Activity :: Below are some records. Return exactly the lines from the one containing "counts as finished." through the one containing "very first session.", both included, and only those.

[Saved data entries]
━━━━━━━━━━
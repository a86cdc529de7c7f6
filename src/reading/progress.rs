//! Progress rules applied to every report.

use crate::db::{ProgressHistory, ReadingProgress};
use serde::Deserialize;

/// Progress at or above this percentage marks a book as finished.
pub const COMPLETION_THRESHOLD: f64 = 95.0;

/// A progress report from a reader.
#[derive(Debug, Clone, Default, Deserialize)]
pub struct ProgressReport {
    /// Page the reader is on now.
    pub current_page: i64,
    /// Reported percentage; clamped before use.
    pub progress: f64,
    /// Total pages, when the reader knows it.
    #[serde(default)]
    pub total_pages: Option<i64>,
    /// Seconds spent reading since the last report.
    #[serde(default)]
    pub time_spent_seconds: Option<i64>,
    /// Version the client last saw; checked under `VersionChecked`.
    #[serde(default)]
    pub expected_version: Option<i64>,
}

/// Clamp a raw percentage into `[0, 100]`. NaN counts as 0.
pub fn clamp_progress(raw: f64) -> f64 {
    if raw.is_nan() {
        0.0
    } else {
        raw.clamp(0.0, 100.0)
    }
}

/// Whether a percentage counts as finished.
pub fn is_completed(progress: f64) -> bool {
    clamp_progress(progress) >= COMPLETION_THRESHOLD
}

/// Pages advanced since the previous report. Never negative.
pub fn pages_read(current_page: i64, previous_page: i64) -> i64 {
    current_page.saturating_sub(previous_page).max(0)
}

/// Zero-delta reports are only logged for the very first session.
pub fn should_record_history(pages_read: i64, has_prior: bool) -> bool {
    pages_read > 0 || !has_prior
}

/// Rows to write for one report.
#[derive(Debug, Clone)]
pub struct ProgressWrite {
    /// New state of the progress row.
    pub progress: ReadingProgress,
    /// History row to append, if any (`id` is assigned on insert).
    pub history: Option<ProgressHistory>,
}

/// Compute the rows a report produces given the previous state.
pub fn plan_write(
    user_id: &str,
    book_id: &str,
    previous: Option<&ReadingProgress>,
    report: &ProgressReport,
    now: i64,
) -> ProgressWrite {
    let progress = clamp_progress(report.progress);
    let previous_page = previous.map(|p| p.current_page).unwrap_or(0);
    let delta = pages_read(report.current_page, previous_page);

    let history = should_record_history(delta, previous.is_some()).then(|| ProgressHistory {
        id: 0,
        user_id: user_id.to_string(),
        book_id: book_id.to_string(),
        session_at: now,
        pages_read: delta,
        time_spent_seconds: report.time_spent_seconds.unwrap_or(0),
    });

    ProgressWrite {
        progress: ReadingProgress {
            user_id: user_id.to_string(),
            book_id: book_id.to_string(),
            current_page: report.current_page,
            total_pages: report
                .total_pages
                .or_else(|| previous.and_then(|p| p.total_pages)),
            progress,
            is_completed: is_completed(progress),
            last_read_at: now,
            version: previous.map(|p| p.version + 1).unwrap_or(1),
        },
        history,
    }
}

#[cfg(test)]
mod tests {
    use super::*;

    fn report(current_page: i64, progress: f64) -> ProgressReport {
        ProgressReport {
            current_page,
            progress,
            ..Default::default()
        }
    }

    fn prior(current_page: i64) -> ReadingProgress {
        ReadingProgress {
            user_id: "u".to_string(),
            book_id: "b".to_string(),
            current_page,
            total_pages: Some(200),
            progress: 5.0,
            is_completed: false,
            last_read_at: 0,
            version: 3,
        }
    }

    #[test]
    fn clamp_stays_in_range() {
        for raw in [-50.0, -0.1, 0.0, 12.5, 99.9, 100.0, 100.1, 1e9, f64::NAN] {
            let p = clamp_progress(raw);
            assert!((0.0..=100.0).contains(&p), "{raw} -> {p}");
        }
        assert_eq!(clamp_progress(12.5), 12.5);
        assert_eq!(clamp_progress(-3.0), 0.0);
        assert_eq!(clamp_progress(140.0), 100.0);
    }

    #[test]
    fn completion_threshold() {
        assert!(!is_completed(94.99));
        assert!(is_completed(95.0));
        assert!(is_completed(97.0));
        assert!(is_completed(250.0));
        assert!(!is_completed(f64::NAN));
    }

    #[test]
    fn pages_read_never_negative() {
        assert_eq!(pages_read(25, 10), 15);
        assert_eq!(pages_read(10, 25), 0);
        assert_eq!(pages_read(7, 7), 0);
        assert_eq!(pages_read(i64::MIN, i64::MAX), 0);
    }

    #[test]
    fn history_policy() {
        assert!(should_record_history(0, false));
        assert!(should_record_history(3, true));
        assert!(!should_record_history(0, true));
    }

    #[test]
    fn first_report_counts_from_page_zero() {
        let write = plan_write("u", "b", None, &report(12, 6.0), 100);
        assert_eq!(write.progress.version, 1);
        assert_eq!(write.history.unwrap().pages_read, 12);
    }

    #[test]
    fn forward_report_records_delta() {
        let prev = prior(10);
        let write = plan_write("u", "b", Some(&prev), &report(25, 12.5), 100);

        assert_eq!(write.progress.progress, 12.5);
        assert!(!write.progress.is_completed);
        assert_eq!(write.progress.version, 4);
        assert_eq!(write.progress.total_pages, Some(200));
        assert_eq!(write.history.unwrap().pages_read, 15);
    }

    #[test]
    fn backwards_report_writes_no_history() {
        let prev = prior(40);
        let write = plan_write("u", "b", Some(&prev), &report(30, 15.0), 100);
        assert_eq!(write.progress.current_page, 30);
        assert!(write.history.is_none());
    }

    #[test]
    fn high_progress_completes_regardless_of_pages() {
        let write = plan_write("u", "b", Some(&prior(3)), &report(3, 97.0), 100);
        assert!(write.progress.is_completed);
    }
}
━━━━━━━━━━
Exercise result ::
/// Whether a percentage counts as finished.
pub fn is_completed(progress: f64) -> bool {
    clamp_progress(progress) >= COMPLETION_THRESHOLD
}

/// Pages advanced since the previous report. Never negative.
pub fn pages_read(current_page: i64, previous_page: i64) -> i64 {
    current_page.saturating_sub(previous_page).max(0)
}

/// Zero-delta reports are only logged for the very first session.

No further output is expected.